*Exercise requirements:* Your answer is the lines below, exactly, from the one that contains "use crate::accounts::domain::AccountService;" through the one that contains "#[derive(Debug, Serialize)]", both included.
+ + + + + + +
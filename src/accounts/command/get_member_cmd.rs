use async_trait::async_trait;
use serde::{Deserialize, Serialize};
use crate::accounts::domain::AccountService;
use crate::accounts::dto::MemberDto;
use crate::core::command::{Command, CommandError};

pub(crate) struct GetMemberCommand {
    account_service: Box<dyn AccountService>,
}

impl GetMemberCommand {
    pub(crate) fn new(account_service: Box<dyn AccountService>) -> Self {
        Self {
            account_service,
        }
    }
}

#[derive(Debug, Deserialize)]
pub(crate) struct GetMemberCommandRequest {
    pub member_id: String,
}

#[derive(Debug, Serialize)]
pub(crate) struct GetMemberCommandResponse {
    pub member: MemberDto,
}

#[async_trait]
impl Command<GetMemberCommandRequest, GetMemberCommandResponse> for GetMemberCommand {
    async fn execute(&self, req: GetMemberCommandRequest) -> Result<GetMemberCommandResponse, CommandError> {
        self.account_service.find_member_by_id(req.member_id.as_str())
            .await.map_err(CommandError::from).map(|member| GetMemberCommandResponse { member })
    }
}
+ + + + + + +
*Answer below:*
use crate::accounts::domain::AccountService;
use crate::accounts::dto::MemberDto;
use crate::core::command::{Command, CommandError};

pub(crate) struct GetMemberCommand {
    account_service: Box<dyn AccountService>,
}

impl GetMemberCommand {
    pub(crate) fn new(account_service: Box<dyn AccountService>) -> Self {
        Self {
            account_service,
        }
    }
}

#[derive(Debug, Deserialize)]
pub(crate) struct GetMemberCommandRequest {
    pub member_id: String,
}

#[derive(Debug, Serialize)]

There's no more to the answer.